Please state the number of lines in the records below that contain the string "Unknown", and nothing further.

----- DATA TO USE

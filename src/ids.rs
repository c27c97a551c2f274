//! Preset identity generation

use std::sync::atomic::{AtomicU64, Ordering};

/// Source of fresh preset ids.
///
/// Parsers take this as a collaborator so tests can supply deterministic ids.
pub trait IdGenerator: Send + Sync {
    fn next_id(&self) -> String;
}

/// Random v4 UUIDs
#[derive(Debug, Clone, Copy, Default)]
pub struct UuidGenerator;

impl IdGenerator for UuidGenerator {
    fn next_id(&self) -> String {
        uuid::Uuid::new_v4().to_string()
    }
}

/// `{prefix}-{n}` ids counting up from 1
#[derive(Debug)]
pub struct SequentialIds {
    prefix: String,
    next: AtomicU64,
}

impl SequentialIds {
    pub fn new(prefix: impl Into<String>) -> Self {
        Self {
            prefix: prefix.into(),
            next: AtomicU64::new(1),
        }
    }
}

impl IdGenerator for SequentialIds {
    fn next_id(&self) -> String {
        let n = self.next.fetch_add(1, Ordering::Relaxed);
        format!("{}-{}", self.prefix, n)
    }
}

#[cfg(test)]
mod tests {
    use super::*;

    #[test]
    fn test_sequential_ids() {
        let ids = SequentialIds::new("brush");
        assert_eq!(ids.next_id(), "brush-1");
        assert_eq!(ids.next_id(), "brush-2");
    }

    #[test]
    fn test_uuid_ids_are_unique() {
        let a = UuidGenerator.next_id();
        let b = UuidGenerator.next_id();
        assert_eq!(a.len(), 36);
        assert_ne!(a, b);
    }
}
//! ASL file parser
//!
//! ```text
//! "8BSL"
//! u16 version (2)
//! u32 style count
//! per style: one descriptor
//! ```

use indexmap::IndexSet;

use super::effects::{is_effect_key, map_effect, MappedEffect};
use super::types::{AslParseResult, LayerStylePreset};
use crate::binary::ByteCursor;
use crate::descriptor::{get_object, get_text, read_descriptor, Descriptor, ItemMap};
use crate::options::ParseOptions;
use crate::push_warning;

const STYLE_SIGNATURE: &[u8; 4] = b"8BSL";
const EXPECTED_VERSION: u16 = 2;
/// Signature, version and style count
const HEADER_LEN: usize = 10;

/// Main ASL parser
pub struct AslParser;

impl AslParser {
    /// Parse an ASL buffer with random preset ids
    pub fn parse(data: &[u8]) -> AslParseResult {
        Self::parse_with(data, &ParseOptions::default())
    }

    /// Parse an ASL buffer
    pub fn parse_with(data: &[u8], options: &ParseOptions<'_>) -> AslParseResult {
        let mut result = AslParseResult::default();

        if data.len() < HEADER_LEN {
            push_warning(
                &mut result.warnings,
                format!("File too small to be an ASL file ({} bytes)", data.len()),
            );
            return result;
        }

        let mut cursor = ByteCursor::new(data);
        let header = cursor.read_bytes(4).and_then(|signature| {
            let version = cursor.read_u16()?;
            let count = cursor.read_u32()?;
            Ok((signature, version, count))
        });
        let (signature, version, count) = match header {
            Ok(header) => header,
            Err(e) => {
                push_warning(&mut result.warnings, format!("Failed to read ASL header: {}", e));
                return result;
            }
        };

        if signature != STYLE_SIGNATURE {
            push_warning(
                &mut result.warnings,
                format!(
                    "Invalid ASL signature '{}' (expected '8BSL')",
                    signature.iter().map(|&b| char::from(b)).collect::<String>()
                ),
            );
            return result;
        }

        result.version = version;
        if version != EXPECTED_VERSION {
            push_warning(
                &mut result.warnings,
                format!(
                    "Unexpected ASL version {} (expected {}), continuing",
                    version, EXPECTED_VERSION
                ),
            );
        }

        tracing::debug!("ASL header: version={}, {} styles", version, count);

        let mut skipped = IndexSet::new();
        for index in 0..count {
            if cursor.eof() {
                tracing::debug!("ASL data ended after {} of {} styles", index, count);
                break;
            }

            match read_descriptor(&mut cursor) {
                Ok(desc) => {
                    let style = Self::build_style(index as usize, &desc, options, &mut skipped);
                    result.styles.push(style);
                }
                Err(e) => {
                    push_warning(
                        &mut result.warnings,
                        format!("Failed to parse style {}: {}", index + 1, e),
                    );
                    break;
                }
            }
        }
        result.skipped_effects = skipped.into_iter().collect();

        tracing::debug!(
            "ASL parsed: {} styles, {} skipped effects, {} warnings",
            result.styles.len(),
            result.skipped_effects.len(),
            result.warnings.len()
        );

        result
    }

    fn build_style(
        index: usize,
        desc: &Descriptor,
        options: &ParseOptions<'_>,
        skipped: &mut IndexSet<String>,
    ) -> LayerStylePreset {
        let name = get_text(&desc.items, "Nm  ")
            .map(str::to_string)
            .unwrap_or_else(|| format!("Style {}", index + 1));

        let mut effects = Vec::new();
        for (key, items) in Self::effect_entries(desc) {
            match map_effect(key, items) {
                MappedEffect::Effect(effect) => effects.push(effect),
                MappedEffect::Skipped(effect_name) => {
                    skipped.insert(effect_name);
                }
            }
        }

        tracing::debug!("Style '{}': {} effects", name, effects.len());

        LayerStylePreset {
            id: options.ids.next_id(),
            name,
            effects,
            source: options.source.to_string(),
        }
    }

    /// Effect objects of a style: the children of `Lefx` when present,
    /// otherwise known effect keys at the top level
    fn effect_entries(desc: &Descriptor) -> Vec<(&str, &ItemMap)> {
        match get_object(&desc.items, "Lefx") {
            Some(lefx) => object_items(&lefx.items).collect(),
            None => object_items(&desc.items)
                .filter(|(key, _)| is_effect_key(key))
                .collect(),
        }
    }
}

/// Items whose value is an object, with the object's own items
fn object_items(items: &ItemMap) -> impl Iterator<Item = (&str, &ItemMap)> {
    items
        .iter()
        .filter_map(|(key, value)| value.as_object().map(|obj| (key.as_str(), &obj.items)))
}
//! ASL data types
//!
//! Layer style presets and the effect records they carry. Percent-like
//! values are normalized to 0-1, angles are degrees and distances are pixels.

use serde::{Deserialize, Serialize};

use crate::descriptor::Color;

/// A named layer style from an ASL file
#[derive(Debug, Clone, PartialEq, Serialize, Deserialize)]
#[serde(rename_all = "camelCase")]
pub struct LayerStylePreset {
    pub id: String,
    pub name: String,
    pub effects: Vec<LayerEffect>,
    pub source: String,
}

/// Outcome of parsing an ASL buffer.
///
/// Parsing never fails outright: problems are reported in `warnings` and
/// styles decoded before them are kept.
#[derive(Debug, Clone, Default, Serialize, Deserialize)]
#[serde(rename_all = "camelCase")]
pub struct AslParseResult {
    pub version: u16,
    pub styles: Vec<LayerStylePreset>,
    /// Names of effects present in the file but not supported, deduplicated
    pub skipped_effects: Vec<String>,
    pub warnings: Vec<String>,
}

/// Supported layer effects
#[derive(Debug, Clone, PartialEq, Serialize, Deserialize)]
#[serde(tag = "type", rename_all = "camelCase")]
pub enum LayerEffect {
    DropShadow(ShadowEffect),
    InnerShadow(ShadowEffect),
    OuterGlow(OuterGlowEffect),
    InnerGlow(InnerGlowEffect),
    ColorOverlay(ColorOverlayEffect),
    GradientOverlay(GradientOverlayEffect),
    Stroke(StrokeEffect),
    BevelEmboss(BevelEmbossEffect),
}

impl LayerEffect {
    /// Display name as shown in Photoshop's Layer Style dialog
    pub fn display_name(&self) -> &'static str {
        match self {
            Self::DropShadow(_) => "Drop Shadow",
            Self::InnerShadow(_) => "Inner Shadow",
            Self::OuterGlow(_) => "Outer Glow",
            Self::InnerGlow(_) => "Inner Glow",
            Self::ColorOverlay(_) => "Color Overlay",
            Self::GradientOverlay(_) => "Gradient Overlay",
            Self::Stroke(_) => "Stroke",
            Self::BevelEmboss(_) => "Bevel & Emboss",
        }
    }

    pub fn is_enabled(&self) -> bool {
        match self {
            Self::DropShadow(e) | Self::InnerShadow(e) => e.enabled,
            Self::OuterGlow(e) => e.enabled,
            Self::InnerGlow(e) => e.enabled,
            Self::ColorOverlay(e) => e.enabled,
            Self::GradientOverlay(e) => e.enabled,
            Self::Stroke(e) => e.enabled,
            Self::BevelEmboss(e) => e.enabled,
        }
    }
}

/// Drop shadow or inner shadow
#[derive(Debug, Clone, PartialEq, Serialize, Deserialize)]
#[serde(rename_all = "camelCase")]
pub struct ShadowEffect {
    pub enabled: bool,
    pub blend_mode: BlendMode,
    pub color: Color,
    pub opacity: f32,
    /// Light angle in degrees
    pub angle: f32,
    pub use_global_light: bool,
    pub distance: f32,
    /// Spread for drop shadows, choke for inner shadows (0-1)
    pub spread: f32,
    pub size: f32,
    pub noise: f32,
    /// Layer knocks out drop shadow
    pub knocks_out: bool,
}

#[derive(Debug, Clone, PartialEq, Serialize, Deserialize)]
#[serde(rename_all = "camelCase")]
pub struct OuterGlowEffect {
    pub enabled: bool,
    pub blend_mode: BlendMode,
    pub color: Color,
    pub opacity: f32,
    pub noise: f32,
    pub technique: GlowTechnique,
    pub spread: f32,
    pub size: f32,
    pub range: f32,
    pub jitter: f32,
}

#[derive(Debug, Clone, PartialEq, Serialize, Deserialize)]
#[serde(rename_all = "camelCase")]
pub struct InnerGlowEffect {
    pub enabled: bool,
    pub blend_mode: BlendMode,
    pub color: Color,
    pub opacity: f32,
    pub noise: f32,
    pub technique: GlowTechnique,
    pub source: GlowSource,
    pub choke: f32,
    pub size: f32,
    pub range: f32,
    pub jitter: f32,
}

#[derive(Debug, Clone, PartialEq, Serialize, Deserialize)]
#[serde(rename_all = "camelCase")]
pub struct ColorOverlayEffect {
    pub enabled: bool,
    pub blend_mode: BlendMode,
    pub color: Color,
    pub opacity: f32,
}

#[derive(Debug, Clone, PartialEq, Serialize, Deserialize)]
#[serde(rename_all = "camelCase")]
pub struct GradientOverlayEffect {
    pub enabled: bool,
    pub blend_mode: BlendMode,
    pub opacity: f32,
    /// Color stops sorted by position
    pub stops: Vec<GradientStop>,
    pub style: GradientStyle,
    pub angle: f32,
    /// Percent, 10-150
    pub scale: f32,
    pub reverse: bool,
    pub align_with_layer: bool,
    pub dither: bool,
}

#[derive(Debug, Clone, Copy, PartialEq, Serialize, Deserialize)]
#[serde(rename_all = "camelCase")]
pub struct GradientStop {
    /// 0-1 along the gradient
    pub position: f32,
    pub color: Color,
}

#[derive(Debug, Clone, PartialEq, Serialize, Deserialize)]
#[serde(rename_all = "camelCase")]
pub struct StrokeEffect {
    pub enabled: bool,
    pub blend_mode: BlendMode,
    pub color: Color,
    pub opacity: f32,
    pub size: f32,
    pub position: StrokePosition,
}

#[derive(Debug, Clone, PartialEq, Serialize, Deserialize)]
#[serde(rename_all = "camelCase")]
pub struct BevelEmbossEffect {
    pub enabled: bool,
    pub style: BevelStyle,
    pub technique: BevelTechnique,
    /// Percent, 1-1000
    pub depth: f32,
    pub direction: BevelDirection,
    pub size: f32,
    pub soften: f32,
    pub angle: f32,
    /// Degrees, 0-90
    pub altitude: f32,
    pub use_global_light: bool,
    pub highlight_mode: BlendMode,
    pub highlight_color: Color,
    pub highlight_opacity: f32,
    pub shadow_mode: BlendMode,
    pub shadow_color: Color,
    pub shadow_opacity: f32,
}

/// Layer blend modes
#[derive(Debug, Clone, Copy, PartialEq, Eq, Serialize, Deserialize)]
#[serde(rename_all = "camelCase")]
pub enum BlendMode {
    Normal,
    Dissolve,
    Darken,
    Multiply,
    ColorBurn,
    LinearBurn,
    DarkerColor,
    Lighten,
    Screen,
    ColorDodge,
    LinearDodge,
    LighterColor,
    Overlay,
    SoftLight,
    HardLight,
    VividLight,
    LinearLight,
    PinLight,
    HardMix,
    Difference,
    Exclusion,
    Subtract,
    Divide,
    Hue,
    Saturation,
    Color,
    Luminosity,
}

impl BlendMode {
    /// Map a descriptor enum value, accepting both the OSType code and the
    /// long-form id Photoshop uses for newer modes
    pub fn from_code(code: &str) -> Option<Self> {
        let mode = match code {
            "Nrml" | "normal" => Self::Normal,
            "Dslv" | "dissolve" => Self::Dissolve,
            "Drkn" | "darken" => Self::Darken,
            "Mltp" | "multiply" => Self::Multiply,
            "CBrn" | "colorBurn" => Self::ColorBurn,
            "linearBurn" => Self::LinearBurn,
            "darkerColor" => Self::DarkerColor,
            "Lghn" | "lighten" => Self::Lighten,
            "Scrn" | "screen" => Self::Screen,
            "CDdg" | "colorDodge" => Self::ColorDodge,
            "linearDodge" => Self::LinearDodge,
            "lighterColor" => Self::LighterColor,
            "Ovrl" | "overlay" => Self::Overlay,
            "SftL" | "softLight" => Self::SoftLight,
            "HrdL" | "hardLight" => Self::HardLight,
            "vividLight" => Self::VividLight,
            "linearLight" => Self::LinearLight,
            "pinLight" => Self::PinLight,
            "hardMix" => Self::HardMix,
            "Dfrn" | "difference" => Self::Difference,
            "Xclu" | "exclusion" => Self::Exclusion,
            "blendSubtraction" | "subtract" => Self::Subtract,
            "blendDivide" | "divide" => Self::Divide,
            "H   " | "hue" => Self::Hue,
            "Strt" | "saturation" => Self::Saturation,
            "Clr " | "color" => Self::Color,
            "Lmns" | "luminosity" => Self::Luminosity,
            _ => return None,
        };
        Some(mode)
    }
}

/// Glow edge technique. Unknown values map to `Softer`.
#[derive(Debug, Clone, Copy, PartialEq, Eq, Serialize, Deserialize)]
#[serde(rename_all = "camelCase")]
pub enum GlowTechnique {
    Softer,
    Precise,
}

impl GlowTechnique {
    pub fn from_code(code: &str) -> Option<Self> {
        match code {
            "SfBL" | "softer" => Some(Self::Softer),
            "PrBL" | "precise" => Some(Self::Precise),
            _ => None,
        }
    }
}

/// Inner glow origin. Unknown values map to `Edge`.
#[derive(Debug, Clone, Copy, PartialEq, Eq, Serialize, Deserialize)]
#[serde(rename_all = "camelCase")]
pub enum GlowSource {
    Center,
    Edge,
}

impl GlowSource {
    pub fn from_code(code: &str) -> Option<Self> {
        match code {
            "SrcC" | "center" => Some(Self::Center),
            "SrcE" | "edge" => Some(Self::Edge),
            _ => None,
        }
    }
}

/// Gradient geometry. Unknown values map to `Linear`.
#[derive(Debug, Clone, Copy, PartialEq, Eq, Serialize, Deserialize)]
#[serde(rename_all = "camelCase")]
pub enum GradientStyle {
    Linear,
    Radial,
    Angle,
    Reflected,
    Diamond,
}

impl GradientStyle {
    pub fn from_code(code: &str) -> Option<Self> {
        match code {
            "Lnr " | "linear" => Some(Self::Linear),
            "Rdl " | "radial" => Some(Self::Radial),
            "Angl" | "angle" => Some(Self::Angle),
            "Rflc" | "reflected" => Some(Self::Reflected),
            "Dmnd" | "diamond" => Some(Self::Diamond),
            _ => None,
        }
    }
}

/// Stroke placement relative to the layer edge. Unknown values map to `Outside`.
#[derive(Debug, Clone, Copy, PartialEq, Eq, Serialize, Deserialize)]
#[serde(rename_all = "camelCase")]
pub enum StrokePosition {
    Outside,
    Inside,
    Center,
}

impl StrokePosition {
    pub fn from_code(code: &str) -> Option<Self> {
        match code {
            "OutF" | "outside" => Some(Self::Outside),
            "InsF" | "inside" => Some(Self::Inside),
            "CtrF" | "center" => Some(Self::Center),
            _ => None,
        }
    }
}

/// Unknown values map to `InnerBevel`.
#[derive(Debug, Clone, Copy, PartialEq, Eq, Serialize, Deserialize)]
#[serde(rename_all = "camelCase")]
pub enum BevelStyle {
    OuterBevel,
    InnerBevel,
    Emboss,
    PillowEmboss,
    StrokeEmboss,
}

impl BevelStyle {
    pub fn from_code(code: &str) -> Option<Self> {
        match code {
            "OtrB" | "outerBevel" => Some(Self::OuterBevel),
            "InrB" | "innerBevel" => Some(Self::InnerBevel),
            "Embs" | "emboss" => Some(Self::Emboss),
            "PlEb" | "pillowEmboss" => Some(Self::PillowEmboss),
            "strokeEmboss" => Some(Self::StrokeEmboss),
            _ => None,
        }
    }
}

/// Unknown values map to `Smooth`.
#[derive(Debug, Clone, Copy, PartialEq, Eq, Serialize, Deserialize)]
#[serde(rename_all = "camelCase")]
pub enum BevelTechnique {
    Smooth,
    ChiselHard,
    ChiselSoft,
}

impl BevelTechnique {
    pub fn from_code(code: &str) -> Option<Self> {
        match code {
            "SfBL" | "smooth" => Some(Self::Smooth),
            "PrBL" | "chiselHard" => Some(Self::ChiselHard),
            "Slmt" | "chiselSoft" => Some(Self::ChiselSoft),
            _ => None,
        }
    }
}

/// Unknown values map to `Up`.
#[derive(Debug, Clone, Copy, PartialEq, Eq, Serialize, Deserialize)]
#[serde(rename_all = "camelCase")]
pub enum BevelDirection {
    Up,
    Down,
}

impl BevelDirection {
    pub fn from_code(code: &str) -> Option<Self> {
        match code {
            "In  " | "up" => Some(Self::Up),
            "Out " | "down" => Some(Self::Down),
            _ => None,
        }
    }
}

----------

YOUR RESPONSE:
7